After reading the data below, copy out every line that contains the word "score".

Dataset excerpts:
- - - - - - -
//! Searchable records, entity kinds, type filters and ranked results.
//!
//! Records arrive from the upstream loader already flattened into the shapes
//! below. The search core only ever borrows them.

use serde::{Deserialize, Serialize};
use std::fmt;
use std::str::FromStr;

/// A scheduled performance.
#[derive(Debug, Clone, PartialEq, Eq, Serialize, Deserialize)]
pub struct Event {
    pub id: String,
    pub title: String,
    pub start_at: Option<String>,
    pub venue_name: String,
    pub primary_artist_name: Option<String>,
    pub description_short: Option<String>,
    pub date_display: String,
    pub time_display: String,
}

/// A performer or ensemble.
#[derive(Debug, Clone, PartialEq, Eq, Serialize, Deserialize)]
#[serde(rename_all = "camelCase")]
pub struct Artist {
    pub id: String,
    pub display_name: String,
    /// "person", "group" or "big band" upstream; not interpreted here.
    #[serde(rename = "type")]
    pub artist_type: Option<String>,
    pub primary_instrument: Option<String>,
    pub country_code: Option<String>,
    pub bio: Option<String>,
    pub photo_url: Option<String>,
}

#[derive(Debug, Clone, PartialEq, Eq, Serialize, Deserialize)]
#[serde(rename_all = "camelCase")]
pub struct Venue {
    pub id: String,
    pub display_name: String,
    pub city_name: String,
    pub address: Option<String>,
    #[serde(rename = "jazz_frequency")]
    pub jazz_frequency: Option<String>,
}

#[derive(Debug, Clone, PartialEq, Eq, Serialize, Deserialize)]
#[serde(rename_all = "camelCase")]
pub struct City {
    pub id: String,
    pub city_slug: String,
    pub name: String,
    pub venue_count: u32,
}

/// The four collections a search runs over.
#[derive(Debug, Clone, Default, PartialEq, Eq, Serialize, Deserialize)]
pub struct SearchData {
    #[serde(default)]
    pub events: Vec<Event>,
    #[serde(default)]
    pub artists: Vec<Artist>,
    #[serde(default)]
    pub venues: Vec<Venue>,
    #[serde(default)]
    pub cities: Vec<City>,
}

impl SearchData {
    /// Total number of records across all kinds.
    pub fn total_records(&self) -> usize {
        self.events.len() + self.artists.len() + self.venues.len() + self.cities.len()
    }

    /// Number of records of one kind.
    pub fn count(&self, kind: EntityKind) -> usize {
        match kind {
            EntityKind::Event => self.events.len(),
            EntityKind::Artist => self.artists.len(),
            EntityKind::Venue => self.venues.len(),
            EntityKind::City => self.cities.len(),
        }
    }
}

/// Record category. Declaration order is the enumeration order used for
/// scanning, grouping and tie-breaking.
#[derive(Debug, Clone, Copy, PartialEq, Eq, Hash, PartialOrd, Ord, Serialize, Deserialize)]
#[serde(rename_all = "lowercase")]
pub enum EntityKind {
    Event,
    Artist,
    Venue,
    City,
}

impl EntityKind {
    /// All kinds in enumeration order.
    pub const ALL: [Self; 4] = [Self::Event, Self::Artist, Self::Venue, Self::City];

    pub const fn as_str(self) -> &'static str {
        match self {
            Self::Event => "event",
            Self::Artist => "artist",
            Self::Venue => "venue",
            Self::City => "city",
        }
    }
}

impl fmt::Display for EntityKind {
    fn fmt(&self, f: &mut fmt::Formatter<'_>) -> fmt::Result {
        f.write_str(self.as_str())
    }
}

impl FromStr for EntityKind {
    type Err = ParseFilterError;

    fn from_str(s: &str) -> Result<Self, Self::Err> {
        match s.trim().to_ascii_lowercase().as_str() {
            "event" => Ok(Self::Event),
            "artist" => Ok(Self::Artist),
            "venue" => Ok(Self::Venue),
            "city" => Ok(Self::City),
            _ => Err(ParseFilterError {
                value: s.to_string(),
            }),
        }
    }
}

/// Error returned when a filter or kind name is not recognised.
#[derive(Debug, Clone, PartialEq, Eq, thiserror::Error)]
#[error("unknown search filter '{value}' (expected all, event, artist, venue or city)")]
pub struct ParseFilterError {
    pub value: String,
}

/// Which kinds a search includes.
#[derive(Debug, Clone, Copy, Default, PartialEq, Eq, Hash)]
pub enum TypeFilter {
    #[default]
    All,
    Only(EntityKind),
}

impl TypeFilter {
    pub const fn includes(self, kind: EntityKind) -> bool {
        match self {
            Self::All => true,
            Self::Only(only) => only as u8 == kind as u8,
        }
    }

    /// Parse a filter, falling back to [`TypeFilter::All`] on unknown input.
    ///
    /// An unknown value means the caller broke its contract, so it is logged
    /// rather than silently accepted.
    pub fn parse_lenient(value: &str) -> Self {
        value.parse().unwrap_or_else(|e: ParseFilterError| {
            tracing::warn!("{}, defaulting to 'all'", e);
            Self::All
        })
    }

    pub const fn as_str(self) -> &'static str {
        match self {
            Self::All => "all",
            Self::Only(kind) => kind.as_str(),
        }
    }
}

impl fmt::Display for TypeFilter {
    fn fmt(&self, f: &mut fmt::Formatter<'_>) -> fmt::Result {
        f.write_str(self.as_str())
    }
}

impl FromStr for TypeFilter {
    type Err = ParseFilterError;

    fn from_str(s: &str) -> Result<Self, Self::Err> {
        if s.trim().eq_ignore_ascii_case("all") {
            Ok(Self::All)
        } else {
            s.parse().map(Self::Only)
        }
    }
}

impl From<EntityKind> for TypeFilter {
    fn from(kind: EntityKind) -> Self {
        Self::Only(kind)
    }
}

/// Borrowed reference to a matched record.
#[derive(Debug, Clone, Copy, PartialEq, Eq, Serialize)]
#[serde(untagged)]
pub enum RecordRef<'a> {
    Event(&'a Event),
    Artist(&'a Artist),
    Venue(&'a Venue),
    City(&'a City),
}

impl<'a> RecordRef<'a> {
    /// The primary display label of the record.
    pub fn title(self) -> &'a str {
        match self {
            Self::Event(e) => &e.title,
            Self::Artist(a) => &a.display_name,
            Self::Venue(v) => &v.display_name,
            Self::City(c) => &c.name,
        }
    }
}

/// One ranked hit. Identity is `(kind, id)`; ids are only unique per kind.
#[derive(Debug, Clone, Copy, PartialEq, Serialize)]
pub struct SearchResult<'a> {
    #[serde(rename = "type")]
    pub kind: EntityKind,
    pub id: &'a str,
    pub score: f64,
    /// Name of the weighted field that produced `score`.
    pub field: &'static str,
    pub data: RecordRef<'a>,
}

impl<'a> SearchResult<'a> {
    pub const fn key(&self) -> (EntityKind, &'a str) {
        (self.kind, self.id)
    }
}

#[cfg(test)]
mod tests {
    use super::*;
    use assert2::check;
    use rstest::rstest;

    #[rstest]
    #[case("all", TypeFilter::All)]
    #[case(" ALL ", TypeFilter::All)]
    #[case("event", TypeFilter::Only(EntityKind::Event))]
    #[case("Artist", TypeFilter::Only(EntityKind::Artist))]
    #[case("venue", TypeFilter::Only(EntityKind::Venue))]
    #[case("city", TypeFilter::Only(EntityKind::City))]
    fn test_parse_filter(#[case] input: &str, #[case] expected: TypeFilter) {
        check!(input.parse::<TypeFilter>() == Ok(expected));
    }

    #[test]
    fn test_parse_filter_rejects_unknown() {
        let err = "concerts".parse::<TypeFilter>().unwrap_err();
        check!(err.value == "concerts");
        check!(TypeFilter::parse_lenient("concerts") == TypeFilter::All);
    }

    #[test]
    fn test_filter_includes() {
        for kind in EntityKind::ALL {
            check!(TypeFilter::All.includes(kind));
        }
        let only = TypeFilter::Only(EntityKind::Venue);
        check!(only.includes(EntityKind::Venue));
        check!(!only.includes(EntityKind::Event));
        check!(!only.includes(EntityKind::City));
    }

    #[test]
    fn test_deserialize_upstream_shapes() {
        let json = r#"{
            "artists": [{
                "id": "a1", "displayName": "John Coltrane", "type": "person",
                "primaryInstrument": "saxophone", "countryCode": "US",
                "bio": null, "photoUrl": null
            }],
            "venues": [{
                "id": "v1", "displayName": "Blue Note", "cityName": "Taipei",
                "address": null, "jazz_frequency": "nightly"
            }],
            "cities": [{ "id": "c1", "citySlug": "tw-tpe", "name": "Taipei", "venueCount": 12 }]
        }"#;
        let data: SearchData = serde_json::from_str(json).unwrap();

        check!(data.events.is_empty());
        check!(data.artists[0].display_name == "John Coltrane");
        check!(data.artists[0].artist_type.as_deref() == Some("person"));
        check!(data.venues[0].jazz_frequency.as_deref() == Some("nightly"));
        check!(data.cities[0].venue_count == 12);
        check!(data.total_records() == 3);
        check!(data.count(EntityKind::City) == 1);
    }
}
- - - - - - -
▶ _Answer space_
    pub score: f64,
    /// Name of the weighted field that produced `score`.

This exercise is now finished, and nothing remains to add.